Do you like sparkly white lights or a multi-coloured string? Perfectly coordinated tree decorations or a scattering of mementos collected over the years?
At home this year, DH and I pulled out the sparkly whites, which are trending according to majority rule on our street. Then we layered on our eclectic assortment of ornaments. These include battered paper-plate-and pasta wreaths the kids made in pre-school and decades-old hand-me-downs from both our families. To us, the tree looks beautiful.
We feel the same way about the cottage. None of the furniture matches. Nor do the dishes, or the cutlery, or the wine glasses. The cottage is a well-loved, octogenerian grand dame. We hope our guests won’t be made too miserable by its lack of modern style. We’re especially pleased when they say to us, “This is a real cottage,” though it has occurred to me that they may simply not know how else to respond.
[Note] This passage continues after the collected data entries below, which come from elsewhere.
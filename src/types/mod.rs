//! Static result types and the oracle that answers type queries.
//!
//! The engine never guesses whether a `+` is a string concatenation; it
//! asks a [`TypeOracle`]. Hosts with a real semantic model implement the
//! trait over it. [`TypeEnv`] is the bundled implementation, which infers
//! types from literals and a table of declared names.

use std::collections::HashMap;
use std::convert::Infallible;
use std::fmt;
use std::str::FromStr;

use crate::ast::{BinOp, ExprId, ExprKind, Literal, SyntaxTree, UnaryOp};

/// A statically inferred result type.
#[derive(Debug, Clone, PartialEq, Eq, Hash)]
pub enum Type {
    String,
    Number,
    Bool,
    Null,
    /// Any other named type, e.g. `DateTime`.
    Named(String),
}

impl Type {
    pub fn is_string(&self) -> bool {
        matches!(self, Type::String)
    }

    /// Whether `null` may stand in for a value of this type.
    fn accepts_null(&self) -> bool {
        matches!(self, Type::String | Type::Named(_) | Type::Null)
    }
}

impl fmt::Display for Type {
    fn fmt(&self, f: &mut fmt::Formatter<'_>) -> fmt::Result {
        match self {
            Type::String => f.write_str("string"),
            Type::Number => f.write_str("number"),
            Type::Bool => f.write_str("bool"),
            Type::Null => f.write_str("null"),
            Type::Named(name) => f.write_str(name),
        }
    }
}

impl FromStr for Type {
    type Err = Infallible;

    fn from_str(s: &str) -> Result<Self, Self::Err> {
        Ok(match s.trim() {
            "string" | "String" => Type::String,
            "number" | "int" | "long" | "float" | "double" | "decimal" => Type::Number,
            "bool" | "boolean" => Type::Bool,
            "null" => Type::Null,
            other => Type::Named(other.to_string()),
        })
    }
}

/// Trait implemented by the host to expose static type information.
///
/// `result_type` returning `None` means the type could not be resolved
/// (undeclared name, erroneous input, unsupported construct). Callers must
/// treat an unresolved node as opaque, never as a string concatenation.
pub trait TypeOracle {
    fn result_type(&self, tree: &SyntaxTree, id: ExprId) -> Option<Type>;

    /// Whether the node's static result type is the built-in string type.
    fn is_string(&self, tree: &SyntaxTree, id: ExprId) -> bool {
        self.result_type(tree, id).is_some_and(|ty| ty.is_string())
    }

    /// Result types of every node in `tree`, indexed by [`ExprId::index`].
    ///
    /// The default asks [`result_type`](Self::result_type) once per node.
    /// Oracles whose lookups walk the subtree should override this with a
    /// single bottom-up pass.
    fn annotate(&self, tree: &SyntaxTree) -> Vec<Option<Type>> {
        tree.ids().map(|id| self.result_type(tree, id)).collect()
    }
}

impl<T: TypeOracle + ?Sized> TypeOracle for &T {
    fn result_type(&self, tree: &SyntaxTree, id: ExprId) -> Option<Type> {
        (**self).result_type(tree, id)
    }

    fn annotate(&self, tree: &SyntaxTree) -> Vec<Option<Type>> {
        (**self).annotate(tree)
    }
}

/// Result types resolved once for a whole tree.
///
/// Lookups are a vector index, so the engine can query every node of a long
/// chain without asking the underlying oracle again.
///
/// ```rust
/// use concat_interp::{parse_expr, Type, TypeEnv, TypeOracle, TypeTable};
///
/// let tree = parse_expr(r#""n=" + n"#).unwrap();
/// let env = TypeEnv::new().with_variable("n", Type::Number);
/// let table = TypeTable::build(&tree, &env);
/// assert!(table.is_string(&tree, tree.root()));
/// ```
#[derive(Debug, Clone, Default, PartialEq, Eq)]
pub struct TypeTable {
    types: Vec<Option<Type>>,
}

impl TypeTable {
    pub fn build<O: TypeOracle + ?Sized>(tree: &SyntaxTree, oracle: &O) -> Self {
        let types = oracle.annotate(tree);
        debug_assert_eq!(types.len(), tree.len(), "annotation must cover every node");
        Self { types }
    }
}

impl TypeOracle for TypeTable {
    fn result_type(&self, _tree: &SyntaxTree, id: ExprId) -> Option<Type> {
        self.types.get(id.index()).cloned().flatten()
    }

    fn annotate(&self, _tree: &SyntaxTree) -> Vec<Option<Type>> {
        self.types.clone()
    }
}

/// String members with a fixed result type.
const STRING_METHODS: &[&str] = &[
    "ToUpper",
    "ToLower",
    "Trim",
    "TrimStart",
    "TrimEnd",
    "Substring",
    "Replace",
    "PadLeft",
    "PadRight",
];

/// A [`TypeOracle`] backed by declared variable and function types.
///
/// Dotted member paths can be declared directly, which is how hosts
/// without a full member model describe `user.Name`.
///
/// ```rust
/// use concat_interp::{parse_expr, Type, TypeEnv, TypeOracle};
///
/// let env = TypeEnv::new()
///     .with_variable("name", Type::String)
///     .with_variable("count", Type::Number);
///
/// let tree = parse_expr(r#""hi " + name"#).unwrap();
/// assert_eq!(env.result_type(&tree, tree.root()), Some(Type::String));
///
/// let tree = parse_expr("count + 1").unwrap();
/// assert_eq!(env.result_type(&tree, tree.root()), Some(Type::Number));
/// ```
#[derive(Debug, Clone, Default)]
pub struct TypeEnv {
    variables: HashMap<String, Type>,
    functions: HashMap<String, Type>,
}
If you believe the writers of letters that occasionally arrive in response to Cottage Life magazine’s profiles of larger or more modern structures, or ones endowed with the comforts of home, not all cottages are real cottages. And their occupants, I suppose, are not real cottagers. Yet, I think back to the remarkable people and their vastly different cottages whom we have celebrated in the magazine this year, our 25th anniversary, and I can’t think of one, no matter its age or what it looks like, that isn’t steeped in the spirit of cottage life. Behind the sprawling multi-generation compounds in Lake of the Woods and the Thousand Islands and the young couple’s tiny renovation on Georgian Bay, the rustic cabins in Algonquin Park and Sault Ste. Marie and the designer’s thoughtful off-grid retreat in Haliburton, behind these and other stories that appeared in the magazine this year is a cohort of individuals who treasure the lake and the land and their own part of it. The six essayists who wrote special pieces for the magazine’s 25th anniversary talked more about their feelings for the cottage than the place itself. As Roy MacGregor wrote in the April issue, “A true cabin has its own face and a beauty beyond makeup.”
We could say the same thing about Christmas trees.
As the year draws to a close, all of us here at Cottage Life wish you a happy and peaceful holiday. May the new year bring a world in which we find a way to celebrate our differences.